CSV files given are processed concurrently. For files larger than a few MiB, multiple reading processes are created. To use a single one (and preserver loading order) use -r 1.

Rows retrieved for loading are added to an in-memory cache, where they are sorted before loading to improve locality.

Then the cache gets full, the loader processes perform the load for it, while a separate cache is being filled up for further loading. If the add cache gets full while the one being loaded is still loading, no further rows are taken until the ongoing load finishes.

To disable caching, set a cache size of 0 with flag -C.

By default, the loader uses 2 per-server processes to perform the load, unless flag -p asks for n global loader processes to perform the load.

Actual load happens one batch at a time (1000 rows by default). Option -b can be used to set the batch size.

The JDBC user, password, URL, database, schema, and table names are set using the configuration file.
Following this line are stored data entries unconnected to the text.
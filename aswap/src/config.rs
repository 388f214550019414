pub mod file;
pub mod settings;
pub mod validation;

pub use self::{file::File, settings::*};
use anyhow::{anyhow, Context};
use std::path::{Path, PathBuf};

/// File name looked up in the working directory when `--config` is absent.
pub const DEFAULT_CONFIG_FILE: &str = "config.json";

/// Locates and reads the configuration file, returning the path it was read
/// from so that `deploy` can write the updated contract address back.
pub fn read_config<T>(
    config_file: &Option<PathBuf>,
    default_config_path: T,
) -> anyhow::Result<(PathBuf, File)>
where
    T: FnOnce() -> anyhow::Result<PathBuf>,
{
    let path = match config_file {
        Some(path) => path.clone(),
        None => locate_default(Path::new(DEFAULT_CONFIG_FILE), default_config_path)?,
    };

    let file = File::read(&path)
        .with_context(|| format!("failed to read config file {}", path.display()))?;

    Ok((path, file))
}

fn locate_default<T>(local: &Path, default_config_path: T) -> anyhow::Result<PathBuf>
where
    T: FnOnce() -> anyhow::Result<PathBuf>,
{
    if local.exists() {
        return Ok(local.to_path_buf());
    }

    let default_path = default_config_path()?;
    if default_path.exists() {
        tracing::debug!(
            "Using config file at default path: {}",
            default_path.display()
        );
        return Ok(default_path);
    }

    Err(anyhow!(
        "no config file found at {} or {}",
        local.display(),
        default_path.display()
    ))
}
use anyhow::Context;
use std::path::{Path, PathBuf};

/// This is to store the configuration file
// Linux: /home/<user>/.config/aswap/
// OSX: /Users/<user>/Library/Preferences/aswap/
fn config_dir() -> Option<PathBuf> {
    directories::ProjectDirs::from("", "", "aswap")
        .map(|proj_dirs| proj_dirs.config_dir().to_path_buf())
}

pub fn default_config_path() -> anyhow::Result<PathBuf> {
    config_dir()
        .map(|dir| Path::join(&dir, "config.json"))
        .context("Could not generate default configuration path")
}
use std::process::Command;

fn main() {
    let unknown = String::from("************");

    let output = Command::new("git").args(&["rev-parse", "--short", "HEAD"]).output();

    let git_hash = match output {
        Ok(output) if output.status.success() => String::from_utf8(output.stdout)
            .map(|hash| hash.trim().to_owned())
            .unwrap_or(unknown),
        _ => unknown,
    };

    println!("cargo:rustc-env=GIT_HASH={}", git_hash);
}
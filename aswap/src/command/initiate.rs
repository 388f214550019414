use crate::{
    command::{parse_amount, txid_line},
    confirm::Confirm,
    ethereum::Connector,
    swap::Session,
    Error,
};
use htlc::{SecretHashPair, Timestamp};

/// Generates the swap secret and locks `amount` for `participant` for the
/// full initiator window.
pub async fn initiate<C, P>(
    session: &Session<'_, C, P>,
    participant: &str,
    amount: &str,
    now: Timestamp,
) -> Result<String, Error>
where
    C: Connector + ?Sized,
    P: Confirm,
{
    let amount = parse_amount(amount)?;
    let pair = SecretHashPair::generate()
        .map_err(|e| Error::Submission(anyhow::Error::new(e).context("failed to generate secret")))?;
    let timelock = Timestamp::initiator_timelock(now);

    let transaction = session
        .new_contract(participant, amount, pair.hash, timelock)
        .await?;

    Ok(format!(
        "Secret      = {}\nSecret Hash = {}\nTimeLock    = {}\n{}",
        pair.secret,
        pair.hash,
        timelock,
        txid_line(session.endpoint(), transaction)
    ))
}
The default user is lxadmin when not given and, if no password is given, the evironment variable LXPASS is used to retrieve the password. The password must be set in one way or another.

Loading stats are always reported every 5 seconds unless flag -q (quiet) is given. Flag -v makes the program (very) verbose, to report each row as sent for loading.

Stats report the committed rows during the load. Caching happens before statistics get updated.

Errors related to configuration or table errors cause the loader to stop and abort. This usually happens before loading any data.

Errors while loading data cause the loader to print the error and the row causing it, and still continue trying to load the rest of the data.

If there was any error at all, the loader exits with failure.

2. Usage examples

In the following examples, we use the loader to feed synthetic loads. To feed a given CSV file, e.g., data.csv, simply add CSV file name(s) to the argument list.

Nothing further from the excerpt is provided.